Las Mercedes siempre ha sido un pueblo de mamadores de gallo, jóvenes y viejos, hombres y mujeres. Ante la quiebra de El Progreso, nos aventuramos Chepe y yo con un programa de humor, los sábados al anochecer a través de la Voz parroquial. La Voz parroquial eran dos cornetas que, en lo alto del samán de la plaza, difundían las noticias de la parroquia. El párroco nos facilitó los micrófonos (era un microfonito), con dos condiciones: que antes de empezar leyéramos la epístola y el evangelio del otro día, domingo. Esa parte la hacía Chepe que ya tenía inclinaciones sacerdotales, las que dejó a un lado por Chabela, y sólo llegó a diácono.
La segunda condición, que yo (mamador de gallo empedernido) no le fuera a echar vaina al cura, ni a la parroquia, ni a los diezmos y limosnas. Se lo juré con la mano en alto, y la mirada fija en el crucifijo del estudio de transmisión (una mesita con el amplificador, en un rincón del despacho parroquial).
El programa se llamaba La Voz del Cacho, y lo escuchaban en todo el pueblo porque no había televisores ni radios. Todos los chismes, los cuentos, las metidas de pata, las peleas de marido y mujer, los celos, las mocitas secretas, todo salía por la Voz del Cacho, aunque con nombres cambiados y algunas modificaciones de modo, tiempo y lugar. Jamás dimos a conocer la verdadera identidad de los comprometidos en esos casos de cachomanía, que nuestros secretos corresponsales nos informaban.
Pero el verdadero periodismo se dio, tiempos después, con Simeón Rodríguez Lázaro, de quien ya he hablado en otras oportunidades, un tipo buena gente, reparador de radios dañados, diente de oro y una cicatriz de machetazo que le atravesaba la cara.
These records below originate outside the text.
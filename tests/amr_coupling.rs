// tests/amr_coupling.rs
//
// Two-level AMR coupling through the operator factory:
// - Refluxing a linear field changes nothing: coarse and fine fluxes agree.
// - A fine level held at 1 over a coarse level held at 0 corrects exactly the coarse
//   cells next to the fine region, by the hand-computed flux mismatch.
// - AMR norm, residual update, restriction and prolongation agree with their
//   definitions in terms of the single-level pieces.
// - A fine domain that is too small never consults the coarse level.
//
// Hierarchy: coarse 16x16 (dx = 1/16, 8x8 patches) with the coarse cells [4, 12)^2
// refined, at ratio 2 and at ratio 4, the fine region split into two patches side by side.

use std::sync::Arc;

use helmholtz_amr::{
    AccuracyOrder, AmrLevelOp, DomainBoundary, FaceBc, HelmholtzConfig, HelmholtzOp,
    HelmholtzOpFactory, LevelData, LinearOp, PatchLayout, ProblemDomain, Rect2i,
};

const N: usize = 16;

fn approx_eq(a: f64, b: f64, tol: f64) -> bool {
    (a - b).abs() <= tol * (1.0 + a.abs().max(b.abs()))
}

fn max_diff(a: &LevelData, b: &LevelData) -> f64 {
    let mut d = LevelData::new_like(a);
    d.axby(a, b, 1.0, -1.0);
    d.max_norm()
}

const RATIOS: [usize; 2] = [2, 4];

fn factory(cfg: HelmholtzConfig, bc: DomainBoundary) -> HelmholtzOpFactory {
    factory_with_ratio(cfg, bc, 2)
}

fn factory_with_ratio(cfg: HelmholtzConfig, bc: DomainBoundary, ratio: usize) -> HelmholtzOpFactory {
    let r = ratio as i64;
    let fine = PatchLayout::new(vec![
        Rect2i::new(4 * r, 4 * r, 4 * ratio, 8 * ratio),
        Rect2i::new(8 * r, 4 * r, 4 * ratio, 8 * ratio),
    ]);
    hierarchy(cfg, bc, fine, ratio)
}

fn hierarchy(cfg: HelmholtzConfig, bc: DomainBoundary, fine: PatchLayout, ratio: usize) -> HelmholtzOpFactory {
    let domain = ProblemDomain::from_size(N, N);
    let base = Arc::new(PatchLayout::tiled(domain.rect, 8));
    HelmholtzOpFactory::define(
        cfg,
        domain,
        1.0 / N as f64,
        vec![base, Arc::new(fine)],
        vec![ratio],
        Arc::new(bc),
        1,
    )
    .unwrap()
}

fn with_order(order: AccuracyOrder) -> HelmholtzConfig {
    HelmholtzConfig {
        order,
        ..HelmholtzConfig::default()
    }
}

fn fill_cell_centres(field: &mut LevelData, dx: f64, f: impl Fn(f64, f64) -> f64 + Sync + Send) {
    field.fill_valid_with(|i, j, _| f((i as f64 + 0.5) * dx, (j as f64 + 0.5) * dx));
}

#[test]
fn linear_fields_need_no_flux_correction() {
    let linear = |x: f64, y: f64| 1.0 + 2.0 * x - 3.0 * y;
    for (order, ratio) in [AccuracyOrder::Second, AccuracyOrder::Fourth]
        .into_iter()
        .flat_map(|o| RATIOS.map(|r| (o, r)))
    {
        let bc = DomainBoundary::uniform(FaceBc::dirichlet(move |p| linear(p[0], p[1])));
        let f = factory_with_ratio(with_order(order).with_coefficients(0.5, 1.0), bc, ratio);
        let mut ops = f.amr_ops().unwrap();
        let (coarse_ops, fine_ops) = ops.split_at_mut(1);
        let (coarse, fine) = (&mut coarse_ops[0], &fine_ops[0]);

        let mut phi = coarse.new_field();
        fill_cell_centres(&mut phi, coarse.dx(), linear);
        let mut phi_fine = fine.new_field();
        fill_cell_centres(&mut phi_fine, fine.dx(), linear);

        let mut composite = coarse.new_field();
        coarse.amr_operator_nc(&mut composite, Some((&mut phi_fine, fine)), &mut phi, false);
        let mut level_only = coarse.new_field();
        coarse.apply_op_i(&mut level_only, &mut phi, false);

        let d = max_diff(&composite, &level_only);
        assert!(d < 1e-9, "{order:?}, ratio {ratio}: reflux changed a linear field by {d}");
    }
}

#[test]
fn reflux_corrects_cells_next_to_the_fine_region() {
    for ratio in RATIOS {
        let f = factory_with_ratio(HelmholtzConfig::second_order(), DomainBoundary::zero_dirichlet(), ratio);
        let mut ops = f.amr_ops().unwrap();
        let (coarse_ops, fine_ops) = ops.split_at_mut(1);
        let (coarse, fine) = (&mut coarse_ops[0], &fine_ops[0]);
        assert!(fine.has_coarse_fine_interp());

        let mut phi = coarse.new_field();
        let mut phi_fine = fine.new_field();
        phi_fine.set_val(1.0);

        let mut lofphi = coarse.new_field();
        coarse.amr_operator_nc(&mut lofphi, Some((&mut phi_fine, fine)), &mut phi, false);

        // Fine ghost across the interface: 1 + (0 - 1) * 2/(r+1), so every fine
        // face carries flux -(2/(r+1)) / h_f. The r fine faces of a coarse face
        // are averaged, then divided by h_c = 1/16.
        let r = ratio as f64;
        let h_f = 1.0 / (N as f64 * r);
        let expect = 2.0 / (r + 1.0) / h_f * N as f64;
        for (i, j) in [(12, 6), (3, 6), (6, 12), (6, 3), (12, 4), (3, 11)] {
            let v = lofphi.value_at(i, j, 0).unwrap();
            assert!(approx_eq(v, expect, 1e-12), "ratio {ratio}, ({i},{j}): {v} vs {expect}");
        }
        // Covered cells, diagonal neighbours and far cells see no correction.
        for (i, j) in [(6, 6), (12, 12), (3, 3), (0, 0), (15, 8)] {
            assert_eq!(lofphi.value_at(i, j, 0), Some(0.0), "ratio {ratio}, ({i},{j})");
        }
        assert_eq!(coarse.flux_register().map(|r| r.n_records()), Some(32));
    }
}

#[test]
fn reflux_fills_fine_boundary_ghosts_in_the_callers_mode() {
    // Fine patch on the low x face of the domain, Dirichlet value 5 there.
    let fine_layout = PatchLayout::new(vec![Rect2i::new(0, 8, 8, 16)]);
    let bc = || DomainBoundary::uniform(FaceBc::dirichlet(|_| 5.0));
    for (homogeneous, expect) in [(true, 0.0), (false, 10.0)] {
        let f = hierarchy(HelmholtzConfig::second_order(), bc(), fine_layout.clone(), 2);
        let mut ops = f.amr_ops().unwrap();
        let (coarse_ops, fine_ops) = ops.split_at_mut(1);
        let (coarse, fine) = (&mut coarse_ops[0], &fine_ops[0]);

        let mut phi = coarse.new_field();
        let mut phi_fine = fine.new_field();
        let mut lofphi = coarse.new_field();
        coarse.amr_operator_nc(&mut lofphi, Some((&mut phi_fine, fine)), &mut phi, homogeneous);

        // Linear extrapolation through 0 in the interior: 2 * v - 0.
        for j in [8, 15, 23] {
            assert_eq!(
                phi_fine.patch(0).get(-1, j, 0),
                expect,
                "homogeneous = {homogeneous}, row {j}"
            );
        }
    }
}

#[test]
fn amr_norm_ignores_covered_cells() {
    let f = factory(HelmholtzConfig::default(), DomainBoundary::zero_dirichlet());
    let ops = f.amr_ops().unwrap();
    let (coarse, fine) = (&ops[0], &ops[1]);

    let mut res = coarse.new_field();
    res.fill_valid_with(|i, j, _| if (i, j) == (6, 6) { -5.0 } else { 1.0 });
    let fine_res = fine.new_field();

    assert_eq!(coarse.amr_norm(&res, None, 2, 0), 5.0);
    assert_eq!(coarse.amr_norm(&res, Some(&fine_res), 2, 0), 1.0);
    // The input itself is untouched.
    assert_eq!(res.value_at(6, 6, 0), Some(-5.0));
}

#[test]
fn update_residual_matches_no_finer_residual() {
    let f = factory(HelmholtzConfig::default(), DomainBoundary::zero_dirichlet());
    let ops = f.amr_ops().unwrap();
    let (coarse, fine) = (&ops[0], &ops[1]);

    let mut res = fine.new_field();
    res.fill_valid_with(|i, j, _| ((i * 7 + j * 3) % 11) as f64 - 5.0);
    let mut corr = fine.new_field();
    fill_cell_centres(&mut corr, fine.dx(), |x, y| (x * 9.0).sin() * (y * 4.0).cos());
    let mut coarse_corr = coarse.new_field();
    fill_cell_centres(&mut coarse_corr, coarse.dx(), |x, y| x * x - y);

    let mut expect = fine.new_field();
    fine.amr_residual_nf(&mut expect, &mut corr, &coarse_corr, &res, true);

    fine.amr_update_residual(&mut res, &mut corr, &coarse_corr);
    let d = max_diff(&res, &expect);
    assert!(d < 1e-9, "update differs by {d}");
}

#[test]
fn amr_prolong_injects_the_covering_coarse_value() {
    for ratio in RATIOS {
        let f = factory_with_ratio(HelmholtzConfig::default(), DomainBoundary::zero_dirichlet(), ratio);
        let ops = f.amr_ops().unwrap();
        let (coarse, fine) = (&ops[0], &ops[1]);
        assert_eq!(fine.ref_to_coarser(), ratio);

        let mut coarse_corr = coarse.new_field();
        coarse_corr.fill_valid_with(|i, j, _| (i + 100 * j) as f64);
        let mut corr = fine.new_field();
        corr.set_val(0.5);
        fine.amr_prolong(&mut corr, &coarse_corr);

        let r = ratio as i64;
        let (lo, hi) = (4 * r, 12 * r - 1);
        for (i, j) in [(lo, lo), (lo + 1, lo + 5), (8 * r, hi), (hi, lo), (hi, hi)] {
            let expect = 0.5 + (i / r + 100 * (j / r)) as f64;
            assert_eq!(corr.value_at(i, j, 0), Some(expect), "ratio {ratio}, ({i},{j})");
        }
    }
}

#[test]
fn amr_restrict_averages_under_the_fine_region_only() {
    for ratio in RATIOS {
        let f = factory_with_ratio(HelmholtzConfig::default(), DomainBoundary::zero_dirichlet(), ratio);
        let ops = f.amr_ops().unwrap();
        let (coarse, fine) = (&ops[0], &ops[1]);

        let mut residual = fine.new_field();
        residual.fill_valid_with(|i, j, _| i as f64 + 0.25 * j as f64);
        let mut correction = fine.new_field();
        let coarse_corr = coarse.new_field();

        let mut skipped = coarse.new_field();
        skipped.set_val(-7.0);
        fine.amr_restrict(&mut skipped, &residual, &mut correction, &coarse_corr, true);
        // Average over fine columns [5r, 6r) and rows [6r, 7r): ratio^2 cells.
        let r = ratio as f64;
        let mean_i = 5.0 * r + (r - 1.0) / 2.0;
        let mean_j = 6.0 * r + (r - 1.0) / 2.0;
        assert_eq!(skipped.value_at(5, 6, 0), Some(mean_i + 0.25 * mean_j), "ratio {ratio}");
        assert_eq!(skipped.value_at(0, 0, 0), Some(-7.0));
        assert_eq!(skipped.value_at(12, 6, 0), Some(-7.0));

        // With zero corrections the residual update is a no-op.
        let mut full = coarse.new_field();
        full.set_val(-7.0);
        fine.amr_restrict(&mut full, &residual, &mut correction, &coarse_corr, false);
        assert!(max_diff(&full, &skipped) < 1e-12, "ratio {ratio}");
    }
}

#[test]
fn cf_consistency_overwrites_the_covered_coarse_correction() {
    let f = factory(HelmholtzConfig::default(), DomainBoundary::zero_dirichlet());
    let ops = f.amr_ops().unwrap();
    let (coarse, fine) = (&ops[0], &ops[1]);

    let mut correction = fine.new_field();
    correction.set_val(2.0);
    let mut coarse_corr = coarse.new_field();
    coarse_corr.set_val(9.0);
    fine.enforce_cf_consistency(&mut coarse_corr, &correction);

    assert_eq!(coarse_corr.value_at(4, 4, 0), Some(2.0));
    assert_eq!(coarse_corr.value_at(11, 11, 0), Some(2.0));
    assert_eq!(coarse_corr.value_at(3, 4, 0), Some(9.0));
}

#[test]
fn small_fine_domain_ignores_the_coarse_level() {
    // Fine domain 16x16 <= 2 * 8: no coarse-fine interpolation.
    let domain = ProblemDomain::from_size(8, 8);
    let f = HelmholtzOpFactory::define(
        HelmholtzConfig::second_order(),
        domain,
        1.0 / 8.0,
        vec![
            Arc::new(PatchLayout::tiled(domain.rect, 8)),
            Arc::new(PatchLayout::new(vec![Rect2i::new(4, 4, 8, 8)])),
        ],
        vec![2],
        Arc::new(DomainBoundary::zero_dirichlet()),
        1,
    )
    .unwrap();
    let fine: HelmholtzOp = f.amr_new_op(1).unwrap();
    assert!(!fine.has_coarse_fine_interp());

    let mut phi = fine.new_field();
    fill_cell_centres(&mut phi, fine.dx(), |x, y| x * y);
    let mut coarse_phi = f.amr_new_op(0).unwrap().new_field();
    coarse_phi.set_val(100.0);

    let mut with_coarse = fine.new_field();
    fine.amr_operator_nf(&mut with_coarse, &mut phi, &coarse_phi, false);
    let mut level_only = fine.new_field();
    fine.apply_op_i(&mut level_only, &mut phi, false);
    assert_eq!(max_diff(&with_coarse, &level_only), 0.0);
}
// src/operator/mod.rs
//
// Operator capability traits and the Helmholtz operator that implements them.
//
// The traits mirror the contract an AMR multigrid driver expects from one
// level: plain linear-operator utilities, smoothing, the two-grid multigrid
// transfers, and the AMR coupling between adjacent refinement levels.

mod amr;
mod helmholtz;
mod relax;
mod transfer;

pub use helmholtz::{HelmholtzOp, LevelGeometry, LevelLink};

use crate::amr::level_data::LevelData;

/// Field algebra plus operator application on one level.
pub trait LinearOp {
    /// `lhs = rhs - L(phi)`, coarse-fine ghosts filled homogeneously.
    fn residual(&self, lhs: &mut LevelData, phi: &mut LevelData, rhs: &LevelData, homogeneous: bool);

    /// `lhs = L(phi)`, coarse-fine ghosts filled homogeneously.
    fn apply_op(&self, lhs: &mut LevelData, phi: &mut LevelData, homogeneous: bool);

    /// Zeroed field shaped like `like`.
    fn create(&self, like: &LevelData) -> LevelData;

    /// Zeroed field on `like`'s layout coarsened by `ratio`.
    fn create_coarsened(&self, like: &LevelData, ratio: usize) -> LevelData;

    /// Copy valid data from `rhs` into `lhs` where their layouts overlap.
    fn assign(&self, lhs: &mut LevelData, rhs: &LevelData);

    /// Patch-by-patch copy between fields on the same layout, ghosts included.
    fn assign_local(&self, lhs: &mut LevelData, rhs: &LevelData);

    /// Copy between fields on different layouts.
    fn assign_copier(&self, lhs: &mut LevelData, rhs: &LevelData);

    /// Zero the valid cells of `lhs` covered by `rhs`'s layout.
    fn zero_covered(&self, lhs: &mut LevelData, rhs: &LevelData);

    fn dot_product(&self, a: &LevelData, b: &LevelData) -> f64;

    fn incr(&self, lhs: &mut LevelData, x: &LevelData, scale: f64);

    /// `lhs = a * x + b * y`.
    fn axby(&self, lhs: &mut LevelData, x: &LevelData, y: &LevelData, a: f64, b: f64);

    fn scale(&self, lhs: &mut LevelData, s: f64);

    /// Norm used for convergence checks. Always the max norm, whatever `ord`.
    fn norm(&self, x: &LevelData, ord: i32) -> f64;

    fn local_max_norm(&self, x: &LevelData) -> f64;

    fn set_to_zero(&self, x: &mut LevelData);
}

pub trait Smoother {
    /// Apply `iterations` smoothing steps to `L(e) = residual`.
    fn relax(&mut self, e: &mut LevelData, residual: &LevelData, iterations: usize);

    /// Initial guess `phi = rhs / D` followed by two relaxation steps.
    fn pre_cond(&mut self, phi: &mut LevelData, rhs: &LevelData);
}

pub trait MultigridLevelOp: LinearOp + Smoother {
    /// Zeroed field on the fine layout coarsened by 2.
    fn create_coarser(&self, fine: &LevelData) -> LevelData;

    /// `res_coarse = R(rhs_fine - L(phi_fine))`, restriction by 2.
    fn restrict_residual(&self, res_coarse: &mut LevelData, phi_fine: &mut LevelData, rhs_fine: &LevelData);

    /// `phi += P(coarse_correction)`, prolongation by 2.
    fn prolong_increment(&self, phi: &mut LevelData, coarse_correction: &LevelData);
}

/// The finer level's solution together with its operator.
pub type FinerLevel<'a, Op> = Option<(&'a mut LevelData, &'a Op)>;

pub trait AmrLevelOp: MultigridLevelOp {
    /// Refinement ratio to the next coarser AMR level (1 if there is none).
    fn ref_to_coarser(&self) -> usize;

    /// `residual = rhs - L(phi, phi_fine, phi_coarse)`.
    fn amr_residual(
        &mut self,
        residual: &mut LevelData,
        finer: FinerLevel<'_, Self>,
        phi: &mut LevelData,
        phi_coarse: &LevelData,
        rhs: &LevelData,
        homogeneous_bc: bool,
    ) where
        Self: Sized;

    /// As `amr_residual`, with no coarser level.
    fn amr_residual_nc(
        &mut self,
        residual: &mut LevelData,
        finer: FinerLevel<'_, Self>,
        phi: &mut LevelData,
        rhs: &LevelData,
        homogeneous_bc: bool,
    ) where
        Self: Sized;

    /// As `amr_residual`, with no finer level.
    fn amr_residual_nf(
        &self,
        residual: &mut LevelData,
        phi: &mut LevelData,
        phi_coarse: &LevelData,
        rhs: &LevelData,
        homogeneous_bc: bool,
    );

    /// `res = res - L(corr, coarse_corr)` with homogeneous physical BCs.
    fn amr_update_residual(&self, res: &mut LevelData, corr: &mut LevelData, coarse_corr: &LevelData);

    /// `lofphi = L(phi)` with coarse-fine ghosts from `phi_coarse`, refluxed
    /// against the finer level when one is given.
    fn amr_operator(
        &mut self,
        lofphi: &mut LevelData,
        finer: FinerLevel<'_, Self>,
        phi: &mut LevelData,
        phi_coarse: &LevelData,
        homogeneous_bc: bool,
    ) where
        Self: Sized;

    fn amr_operator_nc(
        &mut self,
        lofphi: &mut LevelData,
        finer: FinerLevel<'_, Self>,
        phi: &mut LevelData,
        homogeneous_bc: bool,
    ) where
        Self: Sized;

    fn amr_operator_nf(&self, lofphi: &mut LevelData, phi: &mut LevelData, phi_coarse: &LevelData, homogeneous_bc: bool);

    /// `res_coarse = R(residual - L(correction, coarse_correction))` at
    /// `ref_to_coarser`, or `R(residual)` when `skip_res` is set.
    fn amr_restrict(
        &self,
        res_coarse: &mut LevelData,
        residual: &LevelData,
        correction: &mut LevelData,
        coarse_correction: &LevelData,
        skip_res: bool,
    );

    /// As `amr_restrict`, with caller-provided scratch on this level's layout.
    fn amr_restrict_s(
        &self,
        res_coarse: &mut LevelData,
        residual: &LevelData,
        correction: &mut LevelData,
        coarse_correction: &LevelData,
        scratch: &mut LevelData,
        skip_res: bool,
    );

    /// `correction += P(coarse_correction)` at `ref_to_coarser`.
    fn amr_prolong(&self, correction: &mut LevelData, coarse_correction: &LevelData);

    /// Norm of `coarse_res` over cells not covered by `fine_res`'s layout.
    fn amr_norm(&self, coarse_res: &LevelData, fine_res: Option<&LevelData>, ref_ratio: usize, ord: i32) -> f64;

    /// Correct `residual` on coarse cells next to the finer level by the
    /// mismatch between fine and coarse face fluxes. The fine ghosts are
    /// refilled from `phi`, with the physical boundary in the given mode.
    fn reflux(
        &mut self,
        phi_fine: &mut LevelData,
        phi: &LevelData,
        residual: &mut LevelData,
        finer_op: &Self,
        homogeneous_bc: bool,
    ) where
        Self: Sized;
}
pub mod layout;
pub mod level_data;
pub mod patch;
pub mod rect;

pub use layout::{PatchLayout, ProblemDomain};
pub use level_data::LevelData;
pub use patch::PatchData;
pub use rect::Rect2i;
Con baterías de carro, cachivaches de aparatos que conseguía, y un pedazo de alambre como antena, montó una emisora, a la que llamó La Nuevecita, la Voz de Las Mercedes. El único problema es que cuando salía al aire La Nuevecita, en los radios del pueblo sólo se podía escuchar esa emisora pues copaba todo el dial. Esto le ganó algunas enemistades, por lo cual su presentación diaria era: “Con ustedes la Nuevecita, La Voz de Las Mercedes. Les habla Semeón Rodríguez Lázaro, el hombre que no le come ni mierda al pueblo”. (Continuará)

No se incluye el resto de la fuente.